Here is an interesting story from the International Herald Tribune. Stern, one of Germany’s most popular weekly magazine wanted to promote its Aug. 25th issue with a 12-second Tv spot on the leading German channels, but they didn’t manage to buy the space, because the Tv stations refused to air a spot which was actually againt television. The Stern issue featured the headline “Turn It Off: Why Television Has Gotten So Boring”. Even if the ad was rejected, Stern received quite a lot of PR boost so, in the end, maybe they just spared a lot of money…
The Wall Street Journal writes about the disappointing summer movie season and its tight relationship with network-television advertising which appears to be no longer able to deliver results in promoting new films. It would be too simplistic to blame TV ads for movies’ failures. The problem is not (only) with the medium, but also with the target audience: Hollywood is eventually discovering consumers are changing, they spend more time online and/or playing videogames, they don’t watch much TV and they don’t like the idea each movie is always promoted like a huge marketing event. Studios should rather rely on Internet marketing, which can be especially effective in reaching a pre-existing audience. For example, the WSJ points out the online campaign for Batman Begins was successful also because it unveiled the movie trailer online about a year in advance, using a variety of corporate and fan sites. [Advertisement] Subscribe to The Wall Street Journal Europe and save 50% off the cover price.

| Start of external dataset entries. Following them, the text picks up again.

//! Closed-loop topology optimization.
//!
//! [`should_optimize`] decides when a pass is due, [`analyze_load`] and
//! [`decide_target`] feed the decision of which layout family to move to, and
//! an [`OptimizationStrategy`] carries the pass out.

pub mod strategy;
pub mod default;

use serde::{Deserialize, Serialize};

use crate::agent::AgentId;
use crate::analysis::{std_dev, TopologyMetrics};
use crate::config::TopologyConfig;
use crate::topology::{TopologyGraph, TopologyType};

pub use default::DefaultStrategy;
pub use strategy::{OptimizationContext, OptimizationReport, OptimizationStrategy, StrategyKind};

/// Loads above this mark an agent as a bottleneck
pub const BOTTLENECK_LOAD: f64 = 0.8;
/// Margin over the mean betweenness that marks a node as a critical path
pub const CRITICAL_BETWEENNESS_MARGIN: f64 = 0.2;
/// An automatic pass is triggered below either floor
pub const MIN_LOAD_BALANCE: f64 = 0.6;
pub const MIN_RESILIENCE: f64 = 0.5;

/// Load and centrality profile of the current graph
#[derive(Debug, Clone, Default, PartialEq, Serialize, Deserialize)]
pub struct LoadAnalysis {
    pub bottlenecks: Vec<AgentId>,
    pub underutilized: Vec<AgentId>,
    pub critical_paths: Vec<AgentId>,
    pub average_load: f64,
    pub load_std_dev: f64,
}

impl LoadAnalysis {
    pub fn is_bottleneck(&self, id: &str) -> bool {
        self.bottlenecks.iter().any(|b| b == id)
    }

    pub fn is_underutilized(&self, id: &str) -> bool {
        self.underutilized.iter().any(|u| u == id)
    }
}

/// Whether the metrics call for an optimization pass
pub fn should_optimize(metrics: &TopologyMetrics, config: &TopologyConfig) -> bool {
    metrics.efficiency < config.target_efficiency
        || metrics.load_balance < MIN_LOAD_BALANCE
        || metrics.resilience < MIN_RESILIENCE
}

/// Classify agents by load and find the nodes carrying most shortest paths.
///
/// Relies on the centrality written by the last metrics refresh.
pub fn analyze_load(graph: &TopologyGraph, underutilized_below: f64) -> LoadAnalysis {
    let loads: Vec<f64> = graph.agents().map(|agent| agent.load).collect();
    if loads.is_empty() {
        return LoadAnalysis::default();
    }

    let average_load = loads.iter().sum::<f64>() / loads.len() as f64;
    let mean_betweenness =
        graph.nodes().map(|node| node.centrality.betweenness).sum::<f64>() / graph.node_count() as f64;

    let mut analysis = LoadAnalysis {
        average_load,
        load_std_dev: std_dev(&loads),
        ..Default::default()
    };

    for node in graph.nodes() {
        let load = node.agent.load;
        if load > BOTTLENECK_LOAD {
            analysis.bottlenecks.push(node.id().to_string());
        } else if load < underutilized_below {
            analysis.underutilized.push(node.id().to_string());
        }
        if node.centrality.betweenness > mean_betweenness + CRITICAL_BETWEENNESS_MARGIN {
            analysis.critical_paths.push(node.id().to_string());
        }
    }

    analysis
}

/// Pick the layout family for the next pass; the first matching rule wins
pub fn decide_target(node_count: usize, analysis: &LoadAnalysis, metrics: &TopologyMetrics) -> TopologyType {
    if node_count < 5 {
        TopologyType::Mesh
    } else if analysis.load_std_dev > 0.3 {
        TopologyType::Hierarchical
    } else if analysis.average_load > 0.7 && !analysis.bottlenecks.is_empty() {
        TopologyType::ScaleFree
    } else if metrics.resilience < 0.6 {
        TopologyType::Mesh
    } else if node_count > 20 {
        TopologyType::SmallWorld
    } else {
        TopologyType::Hybrid
    }
}
//! Topology manager configuration.
//!
//! The configuration is supplied once when the manager is constructed. Only
//! `topology_type` changes afterwards, as the optimizer migrates between
//! layouts.

use std::time::Duration;

use serde::{Deserialize, Serialize};

use crate::optimizer::StrategyKind;
use crate::topology::TopologyType;

/// Largest topology for which all-pairs BFS and Monte-Carlo resilience are
/// still run synchronously on the mutation path
pub const MAX_SUPPORTED_NODES: usize = 1000;

/// Configuration of a [`crate::TopologyManager`]
#[derive(Debug, Clone, PartialEq, Serialize, Deserialize)]
#[serde(default)]
pub struct TopologyConfig {
    /// Current layout family; adjusted by the optimizer
    #[serde(rename = "type")]
    pub topology_type: TopologyType,
    pub max_nodes: usize,
    pub min_connections: usize,
    pub max_connections: usize,
    /// Loads below this value count as underutilized
    pub rebalance_threshold: f64,
    pub healing_enabled: bool,
    /// Per-edge rewiring probability for small-world layouts
    pub adaptation_rate: f64,
    pub target_efficiency: f64,
    /// Seed for the injected random source; entropy when absent
    #[serde(skip_serializing_if = "Option::is_none")]
    pub seed: Option<u64>,
    pub strategy: StrategyKind,
    /// Capacity of the performance history ring buffer
    pub history_capacity: usize,
    #[serde(with = "humantime_serde")]
    pub sampling_interval: Duration,
    /// Connections idle for longer than this are pruned by the optimizer
    #[serde(with = "humantime_serde")]
    pub inactivity_timeout: Duration,
}

impl Default for TopologyConfig {
    fn default() -> Self {
        Self {
            topology_type: TopologyType::Hybrid,
            max_nodes: 100,
            min_connections: 2,
            max_connections: 8,
            rebalance_threshold: 0.2,
            healing_enabled: true,
            adaptation_rate: 0.1,
            target_efficiency: 0.8,
            seed: None,
            strategy: StrategyKind::Default,
            history_capacity: 100,
            sampling_interval: Duration::from_secs(30),
            inactivity_timeout: Duration::from_secs(300),
        }
    }
}

impl TopologyConfig {
    /// Validate the configuration
    pub fn validate(&self) -> Result<(), ValidationError> {
        if self.max_nodes == 0 || self.max_nodes > MAX_SUPPORTED_NODES {
            return Err(ValidationError::InvalidLimits(format!(
                "max_nodes must be within 1..={}, got {}",
                MAX_SUPPORTED_NODES, self.max_nodes
            )));
        }

        if self.max_connections == 0 {
            return Err(ValidationError::InvalidLimits(
                "max_connections must be at least 1".to_string(),
            ));
        }

        if self.min_connections > self.max_connections {
            return Err(ValidationError::InvalidLimits(format!(
                "min_connections ({}) cannot exceed max_connections ({})",
                self.min_connections, self.max_connections
            )));
        }

        let unit_fields = [
            ("rebalance_threshold", self.rebalance_threshold),
            ("adaptation_rate", self.adaptation_rate),
            ("target_efficiency", self.target_efficiency),
        ];
        for (name, value) in unit_fields {
            if !(0.0..=1.0).contains(&value) {
                return Err(ValidationError::InvalidThreshold(format!(
                    "{} must be within [0, 1], got {}",
                    name, value
                )));
            }
        }

        if self.history_capacity == 0 {
            return Err(ValidationError::InvalidSampling(
                "history_capacity must be at least 1".to_string(),
            ));
        }

        if self.sampling_interval.is_zero() {
            return Err(ValidationError::InvalidSampling(
                "sampling_interval cannot be zero".to_string(),
            ));
        }

        Ok(())
    }
}

/// Configuration validation errors
#[derive(Debug, thiserror::Error)]
pub enum ValidationError {
    #[error("Invalid connection or node limits: {0}")]
    InvalidLimits(String),
    #[error("Invalid threshold: {0}")]
    InvalidThreshold(String),
    #[error("Invalid sampling configuration: {0}")]
    InvalidSampling(String),
}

The Guardian (free reg.) quotes a report by media-buying agency Starcom which claims Tv advertising still drives advertising awareness among viewers. Apparently, the main problem with TV spot is that often non relevant ads are shown. So the discussion is not about interruption but rather about relevance of the commercial content. So if we move our focus to content, Starcom found out some brands will have a better TV future than others. Telecoms and entertainment companies are able to build more awareness among viewers than grocery brands and cleaning products. A detailed graph of ad awareness by industry category is available here. If you’re interested in the future of TV advertising, you might enjoy reading Life After the 30-Second Spot: Energize Your Brand with Bold Alternatives to Traditional Advertising by Joseph Jaffe.
ZenithOptimedia cut its growth forecast for 2005 global advertising spending to 4.7 percent from 5.4 percent. The main reason behind this change is connected to the declining interest in US network television. Reuters reports total 2005 ad spending is now seen at $403.9 billion, with an increase of Internet advertising which is expected to “subtract” $3.6 billion from traditional media.
Consumers today are exposed from 3,500 to 5,000 marketing messages a day. On the street, on Tv, in the newspapers, online. Ads are everywhere but most of the people simply don’t notice them or worst, notice but don’t register them. Usa Today has a good article to introduce the Cannes Advertising Festival and discuss the challenges the advertising industry is now facing. The recurrent idea is “think outside of the box”, which means, look beyond TV advertising which is no longer going to play a pivotal role in promotional campaigns.
The Omma West is currently taking place in San Francisco. Among the presentations Mediapost reports about, the one by Bob Garfield (editor-at-large at Advertising Age) sounds particularly interesting. Mr Garfield talked about the “exodus” from Tv to online advertising, adding that, for now, no one in the industry is ready for the collapse of the old marketing model. In fifteen years the scenario will be completely different, modified by audience fragmentation and technologies for ad-skipping. If you want to have an idea of the future “Chaos Scenario” according to Mr Garfield, don’t miss this article.
Is the standard 30″ commercial becoming obsolete? Newsweek has an interesting article on the future of Tv advertising. More and more brands think it is becoming too expensive and, most of all, the results are difficult not only to measure but also to reach. Once again, the point made in the article, is that advertisers (and advertising agencies) need to adapt to the advance of technology and also to the changes in consumers media consumption. Tv advertising not dead, and is not going to die in the next future, but it needs to evolve and find new formats to resist to the competition of emerging technologies (TiVo and dvd recorders, for examples) and of different advertising channels (Internet…).
Interactivity will not kill tv advertising, on the contrary, it will help it. Basically this is the message by John Battelle in his recent article on Business 2.0 concerning Honda television commercial “Cog” which created an online viral buzz.